=== Begin Enclosure ===

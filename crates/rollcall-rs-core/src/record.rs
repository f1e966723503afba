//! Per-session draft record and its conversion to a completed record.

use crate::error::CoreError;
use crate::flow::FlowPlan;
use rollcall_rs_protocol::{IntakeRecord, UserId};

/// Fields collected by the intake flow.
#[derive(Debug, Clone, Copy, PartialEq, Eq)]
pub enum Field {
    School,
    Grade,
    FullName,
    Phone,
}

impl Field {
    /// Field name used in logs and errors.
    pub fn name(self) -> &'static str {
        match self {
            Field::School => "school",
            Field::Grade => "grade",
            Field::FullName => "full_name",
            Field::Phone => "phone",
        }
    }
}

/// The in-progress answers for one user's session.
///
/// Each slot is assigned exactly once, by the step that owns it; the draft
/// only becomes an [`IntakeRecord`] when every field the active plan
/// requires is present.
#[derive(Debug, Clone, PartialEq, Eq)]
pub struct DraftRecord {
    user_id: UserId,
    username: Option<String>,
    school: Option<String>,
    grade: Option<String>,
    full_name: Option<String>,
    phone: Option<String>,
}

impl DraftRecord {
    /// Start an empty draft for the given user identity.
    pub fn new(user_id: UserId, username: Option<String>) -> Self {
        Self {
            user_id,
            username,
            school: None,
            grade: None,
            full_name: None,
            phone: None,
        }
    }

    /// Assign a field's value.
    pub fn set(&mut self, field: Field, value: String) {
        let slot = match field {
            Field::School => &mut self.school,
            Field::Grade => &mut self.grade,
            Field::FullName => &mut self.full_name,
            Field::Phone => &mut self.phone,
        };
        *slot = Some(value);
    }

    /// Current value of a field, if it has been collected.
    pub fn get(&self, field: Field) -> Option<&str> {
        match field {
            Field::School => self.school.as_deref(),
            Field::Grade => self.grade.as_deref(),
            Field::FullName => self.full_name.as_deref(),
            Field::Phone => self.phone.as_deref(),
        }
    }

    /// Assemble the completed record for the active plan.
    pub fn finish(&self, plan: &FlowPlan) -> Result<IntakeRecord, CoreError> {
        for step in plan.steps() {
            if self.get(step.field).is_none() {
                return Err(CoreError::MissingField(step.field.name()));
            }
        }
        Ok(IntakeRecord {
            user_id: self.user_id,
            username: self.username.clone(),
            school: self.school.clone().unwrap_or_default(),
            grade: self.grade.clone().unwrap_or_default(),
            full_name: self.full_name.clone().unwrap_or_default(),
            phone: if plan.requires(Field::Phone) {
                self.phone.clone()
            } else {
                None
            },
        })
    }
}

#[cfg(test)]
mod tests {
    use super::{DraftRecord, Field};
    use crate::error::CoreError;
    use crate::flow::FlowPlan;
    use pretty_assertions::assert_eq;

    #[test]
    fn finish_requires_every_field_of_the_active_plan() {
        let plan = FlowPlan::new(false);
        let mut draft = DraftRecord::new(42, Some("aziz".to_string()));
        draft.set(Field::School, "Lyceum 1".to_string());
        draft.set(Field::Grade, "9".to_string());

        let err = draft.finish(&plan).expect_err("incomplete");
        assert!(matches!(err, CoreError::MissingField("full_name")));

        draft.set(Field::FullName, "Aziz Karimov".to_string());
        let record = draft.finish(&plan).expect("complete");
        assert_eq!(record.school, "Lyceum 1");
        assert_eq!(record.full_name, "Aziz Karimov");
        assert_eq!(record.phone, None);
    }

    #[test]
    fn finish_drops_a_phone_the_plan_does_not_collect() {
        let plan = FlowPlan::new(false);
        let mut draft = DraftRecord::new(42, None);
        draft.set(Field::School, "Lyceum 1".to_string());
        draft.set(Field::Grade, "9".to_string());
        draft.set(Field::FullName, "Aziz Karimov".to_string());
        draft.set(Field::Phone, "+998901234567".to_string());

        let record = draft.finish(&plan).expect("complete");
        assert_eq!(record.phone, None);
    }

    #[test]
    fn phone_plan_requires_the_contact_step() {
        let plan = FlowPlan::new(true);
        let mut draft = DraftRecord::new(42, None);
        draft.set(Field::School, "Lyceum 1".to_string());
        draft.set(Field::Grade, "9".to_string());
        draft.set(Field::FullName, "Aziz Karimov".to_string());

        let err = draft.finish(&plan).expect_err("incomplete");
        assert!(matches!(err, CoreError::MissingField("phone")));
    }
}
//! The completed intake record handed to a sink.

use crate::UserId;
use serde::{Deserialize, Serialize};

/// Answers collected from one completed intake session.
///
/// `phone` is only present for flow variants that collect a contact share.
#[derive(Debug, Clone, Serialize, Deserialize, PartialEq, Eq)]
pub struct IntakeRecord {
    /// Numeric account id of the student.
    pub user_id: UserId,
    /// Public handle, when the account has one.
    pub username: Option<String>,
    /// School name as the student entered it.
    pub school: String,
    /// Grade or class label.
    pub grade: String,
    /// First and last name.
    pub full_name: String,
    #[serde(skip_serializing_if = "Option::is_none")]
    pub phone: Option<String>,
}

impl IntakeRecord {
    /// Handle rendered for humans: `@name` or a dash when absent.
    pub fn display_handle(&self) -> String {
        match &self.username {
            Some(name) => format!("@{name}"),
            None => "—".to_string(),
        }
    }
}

=== End Enclosure ===
=== Begin Enclosure ===

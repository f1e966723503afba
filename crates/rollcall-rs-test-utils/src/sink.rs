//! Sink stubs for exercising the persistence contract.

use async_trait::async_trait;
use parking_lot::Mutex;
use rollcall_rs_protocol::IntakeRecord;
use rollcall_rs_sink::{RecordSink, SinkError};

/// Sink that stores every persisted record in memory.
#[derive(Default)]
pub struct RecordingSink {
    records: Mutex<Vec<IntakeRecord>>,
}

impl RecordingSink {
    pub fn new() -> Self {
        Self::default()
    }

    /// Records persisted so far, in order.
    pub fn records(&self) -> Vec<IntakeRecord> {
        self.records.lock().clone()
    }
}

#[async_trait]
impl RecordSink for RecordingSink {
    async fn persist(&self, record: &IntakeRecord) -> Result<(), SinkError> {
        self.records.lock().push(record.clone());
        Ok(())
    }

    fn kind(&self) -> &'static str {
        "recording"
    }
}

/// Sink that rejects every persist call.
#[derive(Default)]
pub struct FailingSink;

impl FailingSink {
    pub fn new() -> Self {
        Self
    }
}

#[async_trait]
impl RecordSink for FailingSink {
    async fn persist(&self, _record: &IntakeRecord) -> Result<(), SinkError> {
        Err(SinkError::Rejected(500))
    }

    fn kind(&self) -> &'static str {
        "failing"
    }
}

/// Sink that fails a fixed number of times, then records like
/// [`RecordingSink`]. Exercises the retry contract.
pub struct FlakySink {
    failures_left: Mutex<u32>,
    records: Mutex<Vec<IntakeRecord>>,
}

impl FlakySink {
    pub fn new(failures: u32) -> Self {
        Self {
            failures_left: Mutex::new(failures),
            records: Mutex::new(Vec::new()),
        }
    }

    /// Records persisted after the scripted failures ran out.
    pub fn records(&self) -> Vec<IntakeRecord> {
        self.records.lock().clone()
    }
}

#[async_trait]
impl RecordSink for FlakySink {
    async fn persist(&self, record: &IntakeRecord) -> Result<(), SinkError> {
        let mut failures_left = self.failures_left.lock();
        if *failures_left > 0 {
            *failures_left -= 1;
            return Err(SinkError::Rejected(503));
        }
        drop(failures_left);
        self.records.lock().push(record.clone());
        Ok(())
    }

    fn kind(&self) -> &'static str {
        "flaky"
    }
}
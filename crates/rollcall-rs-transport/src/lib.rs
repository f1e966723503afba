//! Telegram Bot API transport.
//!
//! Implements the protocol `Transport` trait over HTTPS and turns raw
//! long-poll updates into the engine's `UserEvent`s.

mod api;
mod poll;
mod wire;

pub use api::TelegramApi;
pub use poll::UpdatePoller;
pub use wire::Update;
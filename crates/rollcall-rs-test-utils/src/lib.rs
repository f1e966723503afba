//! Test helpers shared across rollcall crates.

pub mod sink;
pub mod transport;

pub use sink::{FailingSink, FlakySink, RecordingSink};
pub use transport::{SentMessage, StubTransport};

=== End Enclosure ===
=== Begin Enclosure ===

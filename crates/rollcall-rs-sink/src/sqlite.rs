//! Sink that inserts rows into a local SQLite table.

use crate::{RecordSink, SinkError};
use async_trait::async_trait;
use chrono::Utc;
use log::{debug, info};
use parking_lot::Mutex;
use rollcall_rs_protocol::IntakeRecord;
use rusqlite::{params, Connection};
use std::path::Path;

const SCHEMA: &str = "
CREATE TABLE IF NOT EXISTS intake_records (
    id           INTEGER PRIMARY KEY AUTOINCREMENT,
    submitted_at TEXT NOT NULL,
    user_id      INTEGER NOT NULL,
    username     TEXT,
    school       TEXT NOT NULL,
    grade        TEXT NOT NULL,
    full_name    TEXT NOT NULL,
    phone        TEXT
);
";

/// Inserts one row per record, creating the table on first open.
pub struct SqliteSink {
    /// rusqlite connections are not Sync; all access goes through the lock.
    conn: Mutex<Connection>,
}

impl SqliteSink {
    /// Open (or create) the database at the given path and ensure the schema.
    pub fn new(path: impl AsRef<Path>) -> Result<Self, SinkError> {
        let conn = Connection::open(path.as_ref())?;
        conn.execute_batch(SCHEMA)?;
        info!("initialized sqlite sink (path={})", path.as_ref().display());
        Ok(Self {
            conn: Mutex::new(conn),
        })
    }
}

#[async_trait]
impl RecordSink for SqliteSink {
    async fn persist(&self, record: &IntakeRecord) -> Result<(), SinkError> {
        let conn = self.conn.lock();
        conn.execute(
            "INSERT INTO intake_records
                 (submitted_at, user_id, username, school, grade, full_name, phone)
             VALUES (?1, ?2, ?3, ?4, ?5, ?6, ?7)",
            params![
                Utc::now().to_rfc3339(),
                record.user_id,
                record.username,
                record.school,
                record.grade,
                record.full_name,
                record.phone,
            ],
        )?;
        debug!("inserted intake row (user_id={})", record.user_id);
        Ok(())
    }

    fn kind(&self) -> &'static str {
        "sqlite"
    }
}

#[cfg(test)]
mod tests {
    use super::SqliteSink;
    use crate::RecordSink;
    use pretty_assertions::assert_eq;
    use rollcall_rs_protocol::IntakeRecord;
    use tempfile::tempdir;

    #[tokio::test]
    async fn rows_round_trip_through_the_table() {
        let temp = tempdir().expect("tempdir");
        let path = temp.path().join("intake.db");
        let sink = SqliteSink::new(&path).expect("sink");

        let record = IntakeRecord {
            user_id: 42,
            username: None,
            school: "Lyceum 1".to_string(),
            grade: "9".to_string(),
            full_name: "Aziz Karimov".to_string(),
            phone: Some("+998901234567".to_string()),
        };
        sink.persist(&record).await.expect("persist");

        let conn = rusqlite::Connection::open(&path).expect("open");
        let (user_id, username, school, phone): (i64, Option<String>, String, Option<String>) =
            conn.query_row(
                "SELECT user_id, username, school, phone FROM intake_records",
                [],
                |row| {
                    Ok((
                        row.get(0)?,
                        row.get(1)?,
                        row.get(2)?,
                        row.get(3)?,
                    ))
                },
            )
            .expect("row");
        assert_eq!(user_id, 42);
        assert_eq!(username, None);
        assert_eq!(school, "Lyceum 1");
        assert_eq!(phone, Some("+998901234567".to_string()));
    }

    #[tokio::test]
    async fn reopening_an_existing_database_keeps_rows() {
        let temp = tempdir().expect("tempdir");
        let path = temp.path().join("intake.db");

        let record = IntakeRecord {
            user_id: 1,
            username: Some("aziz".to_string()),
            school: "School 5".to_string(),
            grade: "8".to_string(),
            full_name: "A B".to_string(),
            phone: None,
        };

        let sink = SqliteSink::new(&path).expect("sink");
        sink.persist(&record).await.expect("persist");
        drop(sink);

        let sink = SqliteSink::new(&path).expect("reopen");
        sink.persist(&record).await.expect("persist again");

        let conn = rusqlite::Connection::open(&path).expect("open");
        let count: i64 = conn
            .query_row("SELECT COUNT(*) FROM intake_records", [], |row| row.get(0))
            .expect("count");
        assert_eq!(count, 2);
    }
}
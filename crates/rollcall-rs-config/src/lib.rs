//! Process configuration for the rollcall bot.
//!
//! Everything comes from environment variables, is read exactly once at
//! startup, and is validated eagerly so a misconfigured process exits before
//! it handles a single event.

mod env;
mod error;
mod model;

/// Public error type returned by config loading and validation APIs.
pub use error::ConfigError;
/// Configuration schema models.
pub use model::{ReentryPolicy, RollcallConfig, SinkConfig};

=== End Enclosure ===

Scan the data above for the word "matches", then copy every line that holds it.

● **ANSWER BOX**
        assert!(matches!(err, CoreError::MissingField("full_name")));
        assert!(matches!(err, CoreError::MissingField("phone")));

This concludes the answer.